Bob Timberlake (born January 22, 1937) is an American realist artist primarily known for his watercolor paintings as well as for designing and licensing lines of home furnishings, clothing and various other products. He began his career as an artist in 1970 and began his home furnishings line in 1990. He founded Linwood Furniture, LLC in 2006. In the fall of 2004, the Manor House Estate House at the Chetola Resort at Blowing Rock was renamed the Bob Timberlake Inn at Chetola Resort. His primary studio was created from a historic barn built in 1809 and moved to its current location in 1986.

==Background==
Born in Salisbury, North Carolina, on January 22, 1937, and raised in Lexington, North Carolina, Timberlake always enjoyed painting, although he didn't begin his professional career until 1970, when he was 33 years old. He received a Bachelor of Science degree in Industrial Relations in 1959 from the University of North Carolina. He married in 1957 and has three children and seven grandchildren.

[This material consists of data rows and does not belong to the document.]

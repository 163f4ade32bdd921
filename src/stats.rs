use crate::models::WatchedMovie;
use serde::Serialize;

/// Aggregates shown above the watch list.
#[derive(Debug, Clone, Default, PartialEq, Serialize)]
pub struct WatchedSummary {
    pub count: usize,
    pub avg_external_rating: f64,
    pub avg_user_rating: f64,
    pub avg_runtime_minutes: f64,
}

impl WatchedSummary {
    pub fn compute(watched: &[WatchedMovie]) -> Self {
        Self {
            count: watched.len(),
            avg_external_rating: average(watched.iter().map(|m| f64::from(m.external_rating))),
            avg_user_rating: average(watched.iter().map(|m| f64::from(m.user_rating))),
            avg_runtime_minutes: average(watched.iter().map(|m| f64::from(m.runtime_minutes))),
        }
    }

    pub fn display(&self) -> SummaryDisplay {
        SummaryDisplay {
            count: self.count,
            avg_external_rating: format!("{:.2}", self.avg_external_rating),
            avg_user_rating: format!("{:.2}", self.avg_user_rating),
            avg_runtime: format!("{} min", self.avg_runtime_minutes),
        }
    }
}

/// Preformatted summary strings: ratings to two places, runtime as computed.
#[derive(Debug, Clone, PartialEq, Serialize)]
pub struct SummaryDisplay {
    pub count: usize,
    pub avg_external_rating: String,
    pub avg_user_rating: String,
    pub avg_runtime: String,
}

/// Mean accumulated as `sum(v / n)`; an empty input yields 0.
pub fn average<I>(values: I) -> f64
where
    I: ExactSizeIterator<Item = f64>,
{
    let n = values.len();
    if n == 0 {
        return 0.0;
    }
    let n = n as f64;
    values.fold(0.0, |acc, v| acc + v / n)
}
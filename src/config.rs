use anyhow::{Context, Result};
use std::env;
use std::net::SocketAddr;
use std::path::PathBuf;
use std::time::Duration;

pub const DEFAULT_OMDB_BASE: &str = "http://www.omdbapi.com/";
const DEFAULT_WATCHED_PATH: &str = "data/watched.json";
const DEFAULT_BIND_ADDR: &str = "0.0.0.0:3146";
const DEFAULT_TIMEOUT_SECS: u64 = 15;

#[derive(Debug, Clone)]
pub struct Config {
    pub omdb_api_key: String,
    pub omdb_base_url: String,
    pub watched_path: PathBuf,
    pub bind_addr: SocketAddr,
    pub http_timeout: Duration,
}

impl Config {
    pub fn from_env() -> Result<Self> {
        let omdb_api_key = env::var("OMDB_API_KEY")
            .ok()
            .filter(|s| !s.is_empty())
            .ok_or_else(|| anyhow::anyhow!("OMDB_API_KEY must be set"))?;
        let omdb_base_url =
            env::var("OMDB_BASE_URL").unwrap_or_else(|_| DEFAULT_OMDB_BASE.to_string());
        let watched_path = env::var("POPCORN_WATCHED_PATH")
            .map(PathBuf::from)
            .unwrap_or_else(|_| PathBuf::from(DEFAULT_WATCHED_PATH));
        let bind_addr = env::var("POPCORN_BIND_ADDR")
            .unwrap_or_else(|_| DEFAULT_BIND_ADDR.to_string())
            .parse::<SocketAddr>()
            .context("POPCORN_BIND_ADDR is not a valid socket address")?;
        let timeout_secs = match env::var("POPCORN_HTTP_TIMEOUT_SECS") {
            Ok(v) => v
                .parse::<u64>()
                .context("POPCORN_HTTP_TIMEOUT_SECS must be a whole number of seconds")?,
            Err(_) => DEFAULT_TIMEOUT_SECS,
        };

        Ok(Self {
            omdb_api_key,
            omdb_base_url,
            watched_path,
            bind_addr,
            http_timeout: Duration::from_secs(timeout_secs.max(1)),
        })
    }
}
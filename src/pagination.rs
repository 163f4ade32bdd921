use serde::Serialize;

pub const PAGE_SIZE: u64 = 10;

/// Page cursor over an OMDb result set.
///
/// Bounds are only reflected in `has_next`/`has_previous`; `next` never clamps,
/// so paging past the end simply yields an empty search.
#[derive(Debug, Clone, PartialEq)]
pub struct Pagination {
    current_page: u32,
    total_results: u64,
    fetch_complete: bool,
}

impl Default for Pagination {
    fn default() -> Self {
        Self {
            current_page: 1,
            total_results: 0,
            fetch_complete: false,
        }
    }
}

impl Pagination {
    pub fn current_page(&self) -> u32 {
        self.current_page
    }

    pub fn total_results(&self) -> u64 {
        self.total_results
    }

    pub fn total_pages(&self) -> u64 {
        total_pages(self.total_results)
    }

    pub fn has_previous(&self) -> bool {
        self.fetch_complete && self.current_page > 1
    }

    pub fn has_next(&self) -> bool {
        self.fetch_complete && u64::from(self.current_page) < self.total_pages()
    }

    pub fn next(&mut self) {
        self.current_page = self.current_page.saturating_add(1);
    }

    pub fn previous(&mut self) {
        self.current_page = self.current_page.saturating_sub(1).max(1);
    }

    pub fn reset(&mut self) {
        self.current_page = 1;
    }

    pub fn set_total_results(&mut self, total: u64) {
        self.total_results = total;
    }

    pub fn mark_fetch_complete(&mut self) {
        self.fetch_complete = true;
    }

    pub fn view(&self) -> PageView {
        PageView {
            current_page: self.current_page,
            total_pages: self.total_pages(),
            total_results: self.total_results,
            has_previous: self.has_previous(),
            has_next: self.has_next(),
        }
    }
}

pub fn total_pages(total_results: u64) -> u64 {
    total_results.div_ceil(PAGE_SIZE)
}

#[derive(Debug, Clone, PartialEq, Serialize)]
pub struct PageView {
    pub current_page: u32,
    pub total_pages: u64,
    pub total_results: u64,
    pub has_previous: bool,
    pub has_next: bool,
}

Bob Timberlake wrote his autobiography Partial to Home - A Memoir of the Heart, with fellow North Carolinian Jerry Bledsoe in 1999. In it he reveals that he was a self-taught artist influenced and mentored by Andrew Wyeth. Timberlake came home one night when he was 28, and upon reading an article and viewing photographs of Wyeth's work in Life magazine, was "moved to tears" and was convinced that he too was destined to become a painter. He began his career shortly thereafter.

== Furnishings ==

Bob Timberlake Gallery in Lexington, NC

Timberlake first designed and made a dresser when he was 14 and 15 which took him 350 hours to complete. Ford Motor Company selected Timberlake's work as "representative of youth in the 1950s".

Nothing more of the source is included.